Gamble Brothers Band: Continuator

Gamble Brothers Band
Continuator
Archer
2006-02-21

Somewhere in a bar in the Land of the Delta Blues, there is a group of wildly intoxicated tourists on a midnight prowl to hear some genuine Memphis funk. They bounce from club to club, getting drunker and drunker, until finally they stumble into an after-hours joint called, I don’t know, The Urine Sample, where through a miasma of cigarette smoke they spy onstage the four members of the Gamble Brothers Band, along with whatever supporting cast of Memphis pros they happen to be employing on this particular evening. The tourists are mesmerized. Yes indeed, this is some real live Memphis funk right here; those sultry saxophone solos, those Rhodes pianos buzzing tunelessly like dentist drills, the overemphatic lead vocalist bellowing four-word phrase after four-word phrase that he seems to be drawing at random from the Rhythm-N’-Blues-O-Matic Starter Kit. It’s 2:30 in the morning, everyone’s drunk, the music’s loud, and Memphis is alive and well; these are the type of people that justify the fact that bands like the Gamble Brothers Band have record deals.

The Gamble Brothers Band’s latest, Continuator, is a comprehensive exercise in calculated mediocrity, a dose of pre-packaged Memphis Lite in the first degree. It’s rich with all the elements of things that define big city rhythm ‘n’ blues, and if you’re willing to sacrifice character for professionalism, then this is the record for you, but for all of you Stubborn Sammies out there, you’re going to forget this record as soon as it parts ways with your CD player, if you don’t manage to relegate it to background noise while it’s still in there.

Credit where credit is due: The Gamble Brothers Band are probably a blast live. Its members are unquestionably proficient at what they do, the arrangements are as tight as a bowler’s shoelaces, and on the right night, there’s probably as much booty shakin’ goin’ on at a Gamble Brothers show as there is at any dance club in New York City. But there’s always the morning after, when the guy who attended the concert wakes up at 11:45 A.M. with a skull-crushing headache, pops in the CD he bought at the show, and looks around the room in bemusement. “Eh, they’re not as good as they were live,” he thinks, at which point he flips the disc back into its case, downs a few Advil, and goes back to bed.

The problem with Continuator is this: everything sounds so slick and professional that it causes nothing to sound remarkable. Lead singer Al Gamble has some decent pipes but no idea how to enunciate words genuinely; when he encounters a word like “I,” he pronounces it as “ahh,” and over the course of a forty-seven minute compact disc, Gamble begins to sound like a cartoon character. Melodically, his favorite compositional trick seems to be to lift a melody from Sting’s Ten Summoner’s Tales and remove the hook from it, leaving his vocal statements flashy and meandering but never resolving themselves anywhere comfortably. When a decent tune does turn up, as it does on “Overboard” and “Heart’s Not In It,” Gamble’s voice seems unable to respect the melody — you hear the notes, but the tune doesn’t stick, because it sounds like the singer cares less about what it sounds like and more about how much spin he can put on the phrase.

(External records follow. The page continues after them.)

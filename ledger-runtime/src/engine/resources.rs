//! Resource CRUD, resolution and queries against one registry.
//!
//! Every engine write stores nested resources as relationships.

use serde_json::Value;

use super::{Engine, RegistryRef};
use crate::context::Context;
use crate::error::Result;
use crate::registry::{Registry, WriteOptions};
use crate::resource::Resource;
use crate::serializer::SerializeOptions;

const ENGINE_WRITE: WriteOptions = WriteOptions {
    convert_resources_to_relationships: true,
    force: false,
};

impl Engine {
    pub(super) async fn get_all_resources(&self, context: &mut Context, registry: &RegistryRef) -> Result<Value> {
        let resources = open(context, registry).await?.get_all().await?;
        to_json_array(context, &resources)
    }

    pub(super) async fn get_resource(
        &self,
        context: &mut Context,
        registry: &RegistryRef,
        id: &str,
    ) -> Result<Value> {
        let resource = open(context, registry).await?.get(id).await?;
        context
            .serializer()?
            .to_json(&resource, SerializeOptions::default())
    }

    pub(super) async fn exists_resource(
        &self,
        context: &mut Context,
        registry: &RegistryRef,
        id: &str,
    ) -> Result<Value> {
        let exists = open(context, registry).await?.exists(id).await?;
        Ok(Value::Bool(exists))
    }

    pub(super) async fn add_resources(
        &self,
        context: &mut Context,
        registry: &RegistryRef,
        objects: &[Value],
    ) -> Result<Value> {
        let resources = parse_all(context, objects)?;
        open(context, registry)
            .await?
            .add_all(&resources, ENGINE_WRITE)
            .await?;
        Ok(Value::Null)
    }

    pub(super) async fn update_resources(
        &self,
        context: &mut Context,
        registry: &RegistryRef,
        objects: &[Value],
    ) -> Result<Value> {
        let resources = parse_all(context, objects)?;
        open(context, registry)
            .await?
            .update_all(&resources, ENGINE_WRITE)
            .await?;
        Ok(Value::Null)
    }

    pub(super) async fn remove_resources(
        &self,
        context: &mut Context,
        registry: &RegistryRef,
        ids: &[String],
    ) -> Result<Value> {
        open(context, registry).await?.remove_all(ids).await?;
        Ok(Value::Null)
    }

    pub(super) async fn resolve_resource(
        &self,
        context: &mut Context,
        registry: &RegistryRef,
        id: &str,
    ) -> Result<Value> {
        let resource = open(context, registry).await?.get(id).await?;
        context.resolver()?.resolve(&resource).await
    }

    pub(super) async fn resolve_all_resources(
        &self,
        context: &mut Context,
        registry: &RegistryRef,
    ) -> Result<Value> {
        let resources = open(context, registry).await?.get_all().await?;
        let resolver = context.resolver()?;
        let mut resolved = Vec::with_capacity(resources.len());
        for resource in &resources {
            resolved.push(resolver.resolve(resource).await?);
        }
        Ok(Value::Array(resolved))
    }

    pub(super) async fn execute_query(
        &self,
        context: &mut Context,
        registry: &RegistryRef,
        selector: &Value,
    ) -> Result<Value> {
        let matched = context
            .query_service()?
            .execute(registry.registry_type, &registry.registry_id, selector)
            .await?;
        to_json_array(context, &matched)
    }
}

async fn open(context: &Context, registry: &RegistryRef) -> Result<Registry> {
    context
        .registry_manager()?
        .get(registry.registry_type, &registry.registry_id)
        .await
}

fn parse_all(context: &Context, objects: &[Value]) -> Result<Vec<Resource>> {
    let serializer = context.serializer()?;
    objects.iter().map(|object| serializer.from_json(object)).collect()
}

fn to_json_array(context: &Context, resources: &[Resource]) -> Result<Value> {
    let serializer = context.serializer()?;
    resources
        .iter()
        .map(|resource| serializer.to_json(resource, SerializeOptions::default()))
        .collect::<Result<Vec<_>>>()
        .map(Value::Array)
}
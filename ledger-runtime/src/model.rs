//! Model declarations and the introspector.
//!
//! Archives carry models as pre-compiled JSON descriptors:
//!
//! ```json
//! { "namespace": "org.acme",
//!   "declarations": [
//!     { "name": "Sheep", "kind": "asset", "identifiedBy": "sheepId" },
//!     { "name": "Farmer", "kind": "participant", "identifiedBy": "farmerId" },
//!     { "name": "BuySheep", "kind": "transaction" } ] }
//! ```

use serde::{Deserialize, Serialize};
use std::collections::BTreeMap;
use std::fmt;

use crate::error::{Result, RuntimeError};

/// What sort of type a declaration describes.
#[derive(Debug, Clone, Copy, PartialEq, Eq, Hash, Serialize, Deserialize)]
#[serde(rename_all = "lowercase")]
pub enum DeclarationKind {
    Asset,
    Participant,
    Transaction,
    Event,
    Concept,
}

impl DeclarationKind {
    /// Field used as identifier when a declaration does not name one.
    fn default_identifier(self) -> Option<&'static str> {
        match self {
            DeclarationKind::Transaction => Some("transactionId"),
            DeclarationKind::Event => Some("eventId"),
            _ => None,
        }
    }
}

impl fmt::Display for DeclarationKind {
    fn fmt(&self, f: &mut fmt::Formatter<'_>) -> fmt::Result {
        let name = match self {
            DeclarationKind::Asset => "Asset",
            DeclarationKind::Participant => "Participant",
            DeclarationKind::Transaction => "Transaction",
            DeclarationKind::Event => "Event",
            DeclarationKind::Concept => "Concept",
        };
        f.write_str(name)
    }
}

/// One declaration as written in a model file.
#[derive(Debug, Clone, PartialEq, Serialize, Deserialize)]
#[serde(rename_all = "camelCase")]
pub struct DeclarationSpec {
    pub name: String,
    pub kind: DeclarationKind,
    #[serde(default, skip_serializing_if = "Option::is_none")]
    pub identified_by: Option<String>,
    #[serde(default, rename = "abstract")]
    pub is_abstract: bool,
}

/// A model file: a namespace and its declarations.
#[derive(Debug, Clone, PartialEq, Serialize, Deserialize)]
pub struct ModelFile {
    pub namespace: String,
    #[serde(default)]
    pub declarations: Vec<DeclarationSpec>,
}

impl ModelFile {
    pub fn new(namespace: impl Into<String>) -> Self {
        Self {
            namespace: namespace.into(),
            declarations: Vec::new(),
        }
    }

    fn declare(mut self, name: &str, kind: DeclarationKind, identified_by: Option<&str>) -> Self {
        self.declarations.push(DeclarationSpec {
            name: name.to_string(),
            kind,
            identified_by: identified_by.map(str::to_string),
            is_abstract: false,
        });
        self
    }

    pub fn asset(self, name: &str, identified_by: &str) -> Self {
        self.declare(name, DeclarationKind::Asset, Some(identified_by))
    }

    pub fn participant(self, name: &str, identified_by: &str) -> Self {
        self.declare(name, DeclarationKind::Participant, Some(identified_by))
    }

    pub fn transaction(self, name: &str) -> Self {
        self.declare(name, DeclarationKind::Transaction, None)
    }

    pub fn event(self, name: &str) -> Self {
        self.declare(name, DeclarationKind::Event, None)
    }

    pub fn concept(self, name: &str) -> Self {
        self.declare(name, DeclarationKind::Concept, None)
    }

    /// Mark the most recently declared type abstract.
    pub fn as_abstract(mut self) -> Self {
        if let Some(last) = self.declarations.last_mut() {
            last.is_abstract = true;
        }
        self
    }
}

/// A resolved declaration.
#[derive(Debug, Clone, PartialEq, Eq)]
pub struct ClassDeclaration {
    pub namespace: String,
    pub name: String,
    pub kind: DeclarationKind,
    pub identified_by: Option<String>,
    pub is_abstract: bool,
}

impl ClassDeclaration {
    pub fn fqn(&self) -> String {
        format!("{}.{}", self.namespace, self.name)
    }

    /// Whether instances of this type carry an identifier.
    pub fn is_identified(&self) -> bool {
        self.identified_by.is_some()
    }
}

/// Split `org.acme.Sheep` into `("org.acme", "Sheep")`.
pub fn split_fqn(fqn: &str) -> Result<(&str, &str)> {
    match fqn.rsplit_once('.') {
        Some((namespace, name)) if !namespace.is_empty() && !name.is_empty() => {
            Ok((namespace, name))
        }
        _ => Err(RuntimeError::Model(format!(
            "'{fqn}' is not a fully qualified type name"
        ))),
    }
}

/// Index of every declaration in a business network.
#[derive(Debug, Clone, Default)]
pub struct Introspector {
    classes: BTreeMap<String, ClassDeclaration>,
}

impl Introspector {
    pub fn new(models: &[ModelFile]) -> Result<Self> {
        let mut classes = BTreeMap::new();
        for model in models {
            for spec in &model.declarations {
                let identified_by = spec
                    .identified_by
                    .clone()
                    .or_else(|| spec.kind.default_identifier().map(str::to_string));
                let declaration = ClassDeclaration {
                    namespace: model.namespace.clone(),
                    name: spec.name.clone(),
                    kind: spec.kind,
                    identified_by,
                    is_abstract: spec.is_abstract,
                };

                let fqn = declaration.fqn();
                let needs_identifier = matches!(
                    declaration.kind,
                    DeclarationKind::Asset | DeclarationKind::Participant
                );
                if needs_identifier && !declaration.is_abstract && !declaration.is_identified() {
                    return Err(RuntimeError::Model(format!(
                        "{} {fqn} must declare an identifying field",
                        declaration.kind
                    )));
                }
                if classes.insert(fqn.clone(), declaration).is_some() {
                    return Err(RuntimeError::Model(format!("Duplicate declaration {fqn}")));
                }
            }
        }
        Ok(Self { classes })
    }

    pub fn find(&self, fqn: &str) -> Option<&ClassDeclaration> {
        self.classes.get(fqn)
    }

    pub fn get(&self, fqn: &str) -> Result<&ClassDeclaration> {
        self.find(fqn)
            .ok_or_else(|| RuntimeError::Model(format!("Type {fqn} is not declared")))
    }

    pub fn declarations(&self) -> impl Iterator<Item = &ClassDeclaration> {
        self.classes.values()
    }

    /// Concrete declarations of one kind, ordered by name.
    pub fn concrete(&self, kind: DeclarationKind) -> impl Iterator<Item = &ClassDeclaration> {
        self.classes
            .values()
            .filter(move |c| c.kind == kind && !c.is_abstract)
    }
}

This would be a forgivable transgression if the phrases were remotely interesting, but alas, this passage from “Vinyl” is pretty representative of the lyrical substance of Continuator: “Come at it from a different place/ You’re heading nowhere fast/ Slow down, man, it’s not a race/ Don’t have to crawl across cut glass.” The Gamble Brothers seem to have a grating obsession with tossing together mundane clichés to form a series of incongruent phrases that curiously ends up totaling less than the sum of its parts (I understand that this is mathematically impossible, but if we can’t credit the Gambles for their musical innovations, at least we can praise them for their breakthroughs in number theory).

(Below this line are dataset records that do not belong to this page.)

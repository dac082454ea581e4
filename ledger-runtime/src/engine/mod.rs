//! Engine - dispatches invoke and query calls.
//!
//! Every call follows the same sequence on its Context:
//!
//! ```text
//!   parse (arity + argument shape) ──► initialize ──► transaction_start
//!        │                                                  │
//!        ▼                                                  ▼
//!   error, nothing touched                         handler (dispatch)
//!                                                   │            │
//!                                                  ok          error / cancel / timeout
//!                                                   ▼            ▼
//!                                       prepare ► commit      rollback
//!                                                   └──► end ◄───┘
//! ```
//!
//! Handlers are grouped by area in the submodules; each is an `impl Engine`
//! block.

mod business_networks;
mod identities;
pub mod operation;
mod registries;
mod resources;
mod system;
mod transactions;

use serde_json::Value;
use tracing::{debug, info, warn};

use crate::cancel::supervise;
use crate::context::{Context, InitializeOptions};
use crate::error::{Result, RuntimeError};

pub use operation::{Operation, RegistryRef};

#[derive(Debug, Clone, Copy, Default)]
pub struct Engine;

impl Engine {
    pub fn new() -> Self {
        Self
    }

    /// Deploy a business network: `args` is the base64 archive.
    pub async fn init(&self, context: &mut Context, args: &[String]) -> Result<Value> {
        let operation = Operation::parse_init(args)?;
        self.execute(context, operation, false).await
    }

    /// Run a function that may change state.
    pub async fn invoke(&self, context: &mut Context, function: &str, args: &[String]) -> Result<Value> {
        let operation = Operation::parse(function, args)?;
        self.execute(context, operation, false).await
    }

    /// Run a read-only function.
    pub async fn query(&self, context: &mut Context, function: &str, args: &[String]) -> Result<Value> {
        let operation = Operation::parse(function, args)?;
        if !operation.is_read_only() {
            return Err(RuntimeError::unsupported_function(function, args));
        }
        self.execute(context, operation, true).await
    }

    async fn execute(&self, context: &mut Context, operation: Operation, read_only: bool) -> Result<Value> {
        let function = operation.name();
        let token = context.call_token();
        let limit = context.container().config().call_timeout();
        debug!(context = %context.id(), function, read_only, "Engine call started");

        let result = supervise(self.run(context, operation, read_only), &token, limit).await;
        match result {
            Ok(value) => {
                context.transaction_end().await?;
                debug!(context = %context.id(), function, "Engine call complete");
                Ok(value)
            }
            Err(error) => {
                if let Err(e) = context.transaction_rollback().await {
                    warn!(context = %context.id(), error = %e, "Rollback failed");
                }
                if let Err(e) = context.transaction_end().await {
                    warn!(context = %context.id(), error = %e, "Transaction end failed");
                }
                info!(context = %context.id(), function, error = %error, "Engine call failed");
                Err(error)
            }
        }
    }

    async fn run(&self, context: &mut Context, operation: Operation, read_only: bool) -> Result<Value> {
        if !matches!(operation, Operation::Deploy { .. }) {
            context
                .initialize(InitializeOptions {
                    allow_activation: operation.allows_activation(),
                    reinitialize: false,
                })
                .await?;
        }
        context.transaction_start(read_only).await?;
        let value = self.dispatch(context, operation).await?;
        context.transaction_prepare().await?;
        context.transaction_commit().await?;
        Ok(value)
    }

    async fn dispatch(&self, context: &mut Context, operation: Operation) -> Result<Value> {
        match operation {
            Operation::Ping => self.ping(context).await,
            Operation::GetLogLevel => self.get_log_level(context).await,
            Operation::SetLogLevel { level } => self.set_log_level(context, &level).await,

            Operation::Deploy { archive } => self.deploy(context, &archive).await,
            Operation::GetBusinessNetwork => self.get_business_network(context).await,
            Operation::UpdateBusinessNetwork { archive } => {
                self.update_business_network(context, &archive).await
            }
            Operation::ResetBusinessNetwork => self.reset_business_network(context).await,
            Operation::UndeployBusinessNetwork => self.undeploy_business_network(context).await,

            Operation::IssueIdentity { participant, name } => {
                self.issue_identity(context, &participant, &name).await
            }
            Operation::BindIdentity {
                participant,
                certificate,
            } => self.bind_identity(context, &participant, &certificate).await,
            Operation::ActivateIdentity => self.activate_identity(context).await,
            Operation::RevokeIdentity { identity_id } => {
                self.revoke_identity(context, &identity_id).await
            }

            Operation::GetAllRegistries { registry_type } => {
                self.get_all_registries(context, registry_type).await
            }
            Operation::GetRegistry(registry) => self.get_registry(context, &registry).await,
            Operation::ExistsRegistry(registry) => self.exists_registry(context, &registry).await,
            Operation::AddRegistry { registry, name } => {
                self.add_registry(context, &registry, &name).await
            }

            Operation::GetAllResources(registry) => {
                self.get_all_resources(context, &registry).await
            }
            Operation::GetResource { registry, id } => {
                self.get_resource(context, &registry, &id).await
            }
            Operation::ExistsResource { registry, id } => {
                self.exists_resource(context, &registry, &id).await
            }
            Operation::AddResource { registry, resource } => {
                self.add_resources(context, &registry, &[resource]).await
            }
            Operation::AddAllResources {
                registry,
                resources,
            } => self.add_resources(context, &registry, &resources).await,
            Operation::UpdateResource { registry, resource } => {
                self.update_resources(context, &registry, &[resource]).await
            }
            Operation::UpdateAllResources {
                registry,
                resources,
            } => self.update_resources(context, &registry, &resources).await,
            Operation::RemoveResource { registry, id } => {
                self.remove_resources(context, &registry, &[id]).await
            }
            Operation::RemoveAllResources { registry, ids } => {
                self.remove_resources(context, &registry, &ids).await
            }
            Operation::ResolveResource { registry, id } => {
                self.resolve_resource(context, &registry, &id).await
            }
            Operation::ResolveAllResources(registry) => {
                self.resolve_all_resources(context, &registry).await
            }
            Operation::ExecuteQuery { registry, selector } => {
                self.execute_query(context, &registry, &selector).await
            }

            Operation::SubmitTransaction { transaction } => {
                self.submit_transaction(context, &transaction).await
            }
        }
    }
}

The horn sections are well-arranged, but add nothing. Sax blower Art Edmaiston comes from the Clarence Clemons School of Saxophone, a discipleship that owes much to Charlie Parker and the 52nd Street alumni but comes off on record sounding more like Bleeding Gums Murphy from The Simpsons. His sound is big, loud, and full, but void of any personality, and as a result his soloing becomes background noise almost as soon as it starts. Al Gamble’s Wurlitzers bounce and buzz with precision, starting off novel but ending up prodding your ears like repeated shots from a taser gun. A major problem with the album as a whole is, well-structured as it is, by the time it reaches track thirteen, you’re so damn sick of it that you’d sooner eat your blue suede shoes than ever hear another Rhodes piano solo again, and by the time that last note rings out, you’re already rerouting your summer vacation through the Midwest so that you completely bypass Memphis altogether, instead settling on an alternate journey down some poorly maintained two-lane road, far from the bedlam of the Delta Blues, where the sound of no Wurlitzer shall travel. W.C. Handy, won’t you look down over me, indeed.